October 14, 2010 05:29 pm | Updated October 15, 2010 10:49 am IST - Chennai:

Chennai: 01/10/2010: The Hindu: Business Line: 
Title: the invisible gorilla and other ways our intution Deceives us.
Author: Christopher Chabris and Daniel Simons.

Chennai: 01/10/2010: The Hindu: Business Line: Title: the invisible gorilla and other ways our intution Deceives us. Author: Christopher Chabris and Daniel Simons.

Throughout the history of financial markets, investors have formed theories to explain why some assets go up and others go down in value, and some writers have promoted simple strategies derived from these models, observe Christopher Chabris and Daniel Simons in ‘The Invisible Gorilla’ (www.harpercollins.co.in).

An example that the authors mention is of the Dow theory, based on the late-nineteenth-century writings of Wall Street Journal founder Charles Dow, and premised on the idea that investors could tell whether an upswing in industrial stocks was likely to continue by looking for a similar upswing in transportation company shares.

Another example they give is of the ‘Nifty Fifty’ theory of the 1960s and early 1970s, which claimed that the best growth would be achieved by fifty of the largest multinational corporations traded on the New York Stock Exchange, and that those were therefore the best and safest investments. “The 1990s saw the ‘Dogs of the Dow’ and the ‘Foolish Four’ – models that advocated holding particular proportions of the stocks from the Dow Jones Industrial Average that paid the highest dividends as a percentage of their share prices.”

Simple, but not simpler

Just as a lightweight model airplane keeps a few key features of a real airplane but leaves out all the rest, each of these theories represents a particular model of how the financial markets work, one that strips down a complex system into a simple one that investors can use for making decisions, the authors explain.

They cite Albert Einstein’s recommendation that ‘everything should be made as simple as possible, but not simpler,’ and rue that the ‘Foolish Four,’ the ‘Nifty Fifty,’ and similar models unfortunately fall into the ‘simpler’ category.

Why so? Because these models cannot adapt to changes in market conditions, do not account for an inevitable decrease in their profitability when more people adopt the same strategies, and often assume that trends in historical financial data will recur in the future, reason Chabris and Simons. “By basing their projections so closely on past data patterns (a statistical foible known as ‘overfitting’), they are almost guaranteed to go wrong once conditions change.”

Retrofitted arguments

What the authors find even worse are investment strategies that appear to start with a target value, usually a nice round marketable number, and then calculate the rate of growth in stock prices needed to reach the target. “Arguments are then retrofitted to the numbers to explain why such a high rate of growth is plausible, or even likely. The stock market bubble of the dot-com era generated a bumper crop of this nonsense.”
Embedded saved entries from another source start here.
//! # confd-cli
//!
//! Command-line front end for confd.
//!
//! Resolves a node of a configuration fragment tree and prints the result as
//! JSON on stdout. Logs and diagnostics go to stderr.

use anyhow::Context;
use clap::{Parser, Subcommand};
use confd_core::error::ConfdError;
use tracing::{error, info};

mod commands;
mod output;

use commands::CommandContext;
use output::errors::ErrorFormatter;

/// Resolve directory trees of configuration fragments
#[derive(Parser)]
#[command(name = "confd", version, about = "Resolve directory trees of configuration fragments")]
pub struct Cli {
    #[command(subcommand)]
    pub command: Commands,

    /// Root of the configuration tree
    #[arg(
        long = "from",
        value_name = "ROOT",
        global = true,
        env = "CONFD_ROOT",
        default_value = "."
    )]
    pub root: String,

    /// Resolution strategy: LEAVES, BACKCURSION or ARRAY
    #[arg(long, global = true, env = "CONFD_STRATEGY", default_value = "LEAVES")]
    pub strategy: String,

    /// Enable verbose output
    #[arg(short, long, global = true)]
    pub verbose: bool,
}

#[derive(Subcommand)]
pub enum Commands {
    /// Resolve the node named by SEGMENTS (the root when omitted)
    Get {
        segments: Vec<String>,
        /// Print single-line JSON
        #[arg(long)]
        compact: bool,
    },
    /// List the available strategies
    Strategies,
}

fn main() {
    let cli = Cli::parse();

    setup_logging(cli.verbose);
    setup_panic_handler();

    info!("Starting confd v{}", env!("CARGO_PKG_VERSION"));

    if let Err(err) = run_cli(cli) {
        let formatter = ErrorFormatter::new();
        let message = match err.downcast_ref::<ConfdError>() {
            Some(confd_error) => formatter.format_error(confd_error),
            None => formatter.format_simple(&format!("{:#}", err)),
        };
        eprintln!("{}", message);
        std::process::exit(1);
    }
}

fn run_cli(cli: Cli) -> anyhow::Result<()> {
    // Resolution runs cooperatively on a single thread
    let rt = tokio::runtime::Builder::new_current_thread()
        .enable_all()
        .build()
        .context("Failed to create async runtime")?;

    rt.block_on(async {
        let ctx = CommandContext::new(&cli.root, &cli.strategy)?;
        commands::dispatch_command(cli.command, &ctx).await
    })
}

fn setup_logging(verbose: bool) {
    let level = if verbose { "debug" } else { "info" };
    // Target prefix "confd" covers confd_cli, confd_core and confd_resolver
    let filter = tracing_subscriber::EnvFilter::try_from_default_env()
        .unwrap_or_else(|_| tracing_subscriber::EnvFilter::new(format!("confd={level}")));

    tracing_subscriber::fmt()
        .with_env_filter(filter)
        .with_target(false)
        .with_writer(std::io::stderr)
        .init();
}

fn setup_panic_handler() {
    std::panic::set_hook(Box::new(|panic_info| {
        error!("confd encountered an unexpected error: {}", panic_info);
        eprintln!("confd crashed! This is a bug.");
        eprintln!("Error: {}", panic_info);
    }));
}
At the time of writing Dow is at 11,020. Looking back to where it stood in October 1999, at 11,497, after a long run-up, Chabris and Simons remember James K. Glassman and Kevin Hassett, who published ‘Dow 36,000,’ forecasting that stock prices would more than triple within six years.
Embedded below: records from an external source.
//! Configuration handle bound to one configuration root

use camino::{Utf8Path, Utf8PathBuf};
use confd_core::error::{ConfdError, ConfdResult};
use confd_core::utils::path::build_subpath;
use confd_core::Strategy;
use std::fmt;
use std::future::Future;
use tracing::debug;

use crate::resolve::{load, Resolved};


/// Create a handle for the configuration tree rooted at `root`
pub fn from(root: impl AsRef<str>) -> ConfdResult<Conf> {
    Conf::new(root)
}

/// Front door to one configuration tree.
///
/// The handle keeps no resolved state: every [`Conf::get`] reads the tree again.
#[derive(Debug, Clone, PartialEq, Eq)]
pub struct Conf {
    /// Root of the configuration tree
    root: Utf8PathBuf,
    /// Strategy used by the next `get`
    strategy: Strategy,
}

/// Strategy accessors of a [`Conf`]
pub struct StrategySelector<'a> {
    conf: &'a mut Conf,
}

impl Conf {
    /// Create a handle using the default strategy
    pub fn new(root: impl AsRef<str>) -> ConfdResult<Self> {
        let root = root.as_ref();
        if root.is_empty() {
            return Err(ConfdError::invalid_argument("root", "must not be empty"));
        }

        Ok(Self {
            root: Utf8PathBuf::from(root),
            strategy: Strategy::default_strategy(),
        })
    }

    /// The root this handle was created from
    pub fn from_path(&self) -> &Utf8Path {
        &self.root
    }

    /// The strategy the next `get` will use
    pub fn current_strategy(&self) -> Strategy {
        self.strategy
    }

    /// Read or change the strategy
    pub fn strategy(&mut self) -> StrategySelector<'_> {
        StrategySelector { conf: self }
    }

    /// Resolve the node named by `segments` below the root.
    ///
    /// Root and strategy are captured when this is called, so changing the
    /// strategy afterwards does not affect the returned future. Without any
    /// non-empty segment the root itself is resolved: `BACKCURSION` then
    /// behaves like `LEAVES` since there are no ancestors to accumulate.
    pub fn get(
        &self,
        segments: &[&str],
    ) -> impl Future<Output = ConfdResult<Resolved>> + Send + 'static {
        let root = self.root.clone();
        let subpath = build_subpath(segments);
        let strategy = self.strategy;

        async move {
            let subpath = subpath?;
            let strategy = match strategy {
                Strategy::Backcursion if subpath.as_str() == "." => Strategy::Leaves,
                other => other,
            };

            debug!("get {} under {} ({})", subpath, root, strategy);
            load(&root, subpath.as_str(), strategy).await
        }
    }
}

impl fmt::Display for Conf {
    fn fmt(&self, f: &mut fmt::Formatter<'_>) -> fmt::Result {
        write!(f, "Conf({}, {})", self.root, self.strategy)
    }
}

impl<'a> StrategySelector<'a> {
    /// Switch to `LEAVES`
    pub fn leaves(self) -> &'a mut Conf {
        self.conf.strategy = Strategy::Leaves;
        self.conf
    }

    /// Switch to `BACKCURSION`
    pub fn backcursion(self) -> &'a mut Conf {
        self.conf.strategy = Strategy::Backcursion;
        self.conf
    }

    /// Switch to `ARRAY`
    pub fn array(self) -> &'a mut Conf {
        self.conf.strategy = Strategy::Array;
        self.conf
    }

    /// The current strategy
    pub fn get(&self) -> Strategy {
        self.conf.strategy
    }

    /// Switch to the strategy called `name`, ignoring case.
    ///
    /// An unknown name leaves the handle unchanged.
    pub fn set(self, name: &str) -> ConfdResult<&'a mut Conf> {
        self.conf.strategy = name.parse()?;
        Ok(self.conf)
    }
}
//! Core data types for confd.
//!
//! This module provides the fundamental types used throughout confd:
//! - The resolution strategy enumeration

pub mod strategy;

// Re-export all public types
pub use strategy::Strategy;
“Their optimism surpassed that of ‘Dow 30,000’ but was no match for ‘Dow 40,000,’ let alone ‘Dow 100,000.’ (All of these are real books, by different authors, and every one of them was selling for just one cent – plus shipping and handling, of course – on Amazon.com’s used-book marketplace as of April 2009.) … By the time the stock market began to recover from the dot-com bust, more titles appeared, including ‘Dow 30,000 by 2008: Why It’s Different This Time.’”

False sense of understanding

The sheer number of these titles, as the authors fret, testifies to the large market for simple models that investors can easily assimilate and act on because they give a false sense of understanding.
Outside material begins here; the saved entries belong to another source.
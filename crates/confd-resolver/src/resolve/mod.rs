//! Folder resolvers and strategy dispatch
//!
//! Sibling reads inside one directory, and the per-level `common` loads of a
//! backcursion, are driven concurrently on the calling task. Their results are
//! always reduced in the order fixed before the reads were issued.

use camino::{Utf8Path, Utf8PathBuf};
use confd_core::error::{ConfdError, ConfdResult};
use confd_core::utils::path::{build_subpath, is_fragment_name, split_subpath};
use confd_core::Strategy;
use futures::future::try_join_all;
use serde::Serialize;
use std::path::Path;
use tracing::debug;

use crate::fragment::{
    list_directory, load_common, promote_common_by, read_fragment, DirEntryInfo,
};
use crate::merge::{merge, merge_all};
use crate::Document;


/// Outcome of resolving one node of a configuration tree
#[derive(Debug, Clone, PartialEq, Serialize)]
#[serde(untagged)]
pub enum Resolved {
    /// The target directory does not exist or cannot be read
    Missing,
    /// A merged document (`LEAVES`, `BACKCURSION`)
    Document(Document),
    /// Unmerged documents (`ARRAY`)
    Sequence(Vec<Document>),
}

impl Resolved {
    fn from_document(document: Option<Document>) -> Self {
        document.map_or(Resolved::Missing, Resolved::Document)
    }

    fn from_sequence(sequence: Option<Vec<Document>>) -> Self {
        sequence.map_or(Resolved::Missing, Resolved::Sequence)
    }

    pub fn is_missing(&self) -> bool {
        matches!(self, Resolved::Missing)
    }

    pub fn as_document(&self) -> Option<&Document> {
        match self {
            Resolved::Document(document) => Some(document),
            _ => None,
        }
    }

    pub fn as_sequence(&self) -> Option<&[Document]> {
        match self {
            Resolved::Sequence(documents) => Some(documents),
            _ => None,
        }
    }

    /// Collapse into a plain JSON value, `null` when missing
    pub fn into_value(self) -> Document {
        match self {
            Resolved::Missing => Document::Null,
            Resolved::Document(document) => document,
            Resolved::Sequence(documents) => Document::Array(documents),
        }
    }
}

fn empty_object() -> Document {
    Document::Object(serde_json::Map::new())
}

/// Merge every fragment directly inside `folder`.
///
/// Child directories are not visited. The directory's `common` fragment is
/// applied first, the remaining fragments follow in name order.
pub async fn unify_folder(folder: impl AsRef<Path>) -> ConfdResult<Option<Document>> {
    let folder = folder.as_ref();
    let Some(entries) = list_directory(folder).await? else {
        return Ok(None);
    };

    let fragments = promote_common_by(
        entries
            .into_iter()
            .filter(|entry| !entry.is_dir && is_fragment_name(&entry.name))
            .collect(),
        |entry: &DirEntryInfo| entry.name.as_str(),
    );

    let reads = fragments.iter().map(|entry| read_fragment(&entry.path));
    let documents = try_join_all(reads).await?;

    debug!("Merging {} fragments under {}", documents.len(), folder.display());
    Ok(Some(merge_all(documents).unwrap_or_else(empty_object)))
}

/// Collect one document per fragment in `folder`, plus the merged contents of
/// each child directory, without merging them together.
pub async fn arrayize_folder(folder: impl AsRef<Path>) -> ConfdResult<Option<Vec<Document>>> {
    let folder = folder.as_ref();
    let Some(entries) = list_directory(folder).await? else {
        return Ok(None);
    };

    let reads = entries.into_iter().map(arrayize_entry);
    let documents: Vec<Document> = try_join_all(reads).await?.into_iter().flatten().collect();

    debug!("Collected {} documents under {}", documents.len(), folder.display());
    Ok(Some(documents))
}

async fn arrayize_entry(entry: DirEntryInfo) -> ConfdResult<Option<Document>> {
    if entry.is_dir {
        unify_folder(&entry.path).await
    } else if is_fragment_name(&entry.name) {
        read_fragment(&entry.path).await.map(Some)
    } else {
        Ok(None)
    }
}

/// Merge the `common` fragments found at `root` and at every directory on the
/// way down through `segments`, root first. Levels without one are skipped.
pub async fn load_commons(root: &Utf8Path, segments: &[String]) -> ConfdResult<Document> {
    // Every level path is fixed before any load starts
    let levels: Vec<Utf8PathBuf> = std::iter::once(root.to_path_buf())
        .chain(segments.iter().scan(root.to_path_buf(), |prefix, segment| {
            prefix.push(segment);
            Some(prefix.clone())
        }))
        .collect();

    let commons = try_join_all(levels.iter().map(|level| load_common(level))).await?;

    debug!(
        "Found {} common fragments across {} levels",
        commons.iter().flatten().count(),
        levels.len()
    );
    Ok(merge_all(commons.into_iter().flatten()).unwrap_or_else(empty_object))
}

/// Resolve `subpath` below `root` with the given strategy
pub async fn load(root: &Utf8Path, subpath: &str, strategy: Strategy) -> ConfdResult<Resolved> {
    if root.as_str().is_empty() {
        return Err(ConfdError::invalid_argument("root", "must not be empty"));
    }
    if subpath.is_empty() {
        return Err(ConfdError::invalid_argument("subpath", "must not be empty"));
    }

    let subpath = build_subpath(&[subpath])?;
    let target = root.join(&subpath);
    debug!("Resolving {} with strategy {}", target, strategy);

    match strategy {
        Strategy::Leaves => Ok(Resolved::from_document(unify_folder(&target).await?)),
        Strategy::Backcursion => {
            let segments = split_subpath(&subpath);
            let (commons, inner) =
                futures::try_join!(load_commons(root, &segments), unify_folder(&target))?;

            let resolved = match inner {
                Some(inner) => merge(commons, inner),
                None => commons,
            };
            Ok(Resolved::Document(resolved))
        }
        Strategy::Array => Ok(Resolved::from_sequence(arrayize_folder(&target).await?)),
    }
}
The world financial system is perhaps the ultimate complex system, say Chabris and Simons. They remind that this system reflects decisions made by literally billions of people every day, and those decisions are all based on beliefs about how much, or how little, various investors know. “Any time you buy an individual stock, you are acting on an implicit belief that the market has undervalued the stock. Your purchase represents a claim that you have better knowledge than most other investors about the future value of that stock.”

Conceding that it can be difficult to determine how well our simple models correspond to the realities of complex systems, the authors add that it is easy to determine three things, viz. how well we understand the simple models; how familiar we are with the surface elements, concepts, and vocabulary of the complex system; and how much information we are aware of, and can easily access, about the complex system. They caution that to consider our knowledge of these particular things as signals that we understand the system as a whole can be an utterly unwarranted inference that can quickly land us in hot water.

Illusion of knowledge

Take the case of the recent financial crisis. “Analysts understood their models, they were familiar with the vocabulary of subprime mortgages, CDOs, and the like, and they were swimming in a river of financial data and news, giving them the illusion that they understood the housing market itself – an illusion that persisted until the market collapsed.”

The authors warn that with more and more financial information available at higher speed and lower cost (e.g. CNBC, Yahoo! Finance, and online discount stockbrokers), the conditions for this illusion have spread from professional market participants to ordinary individual investors.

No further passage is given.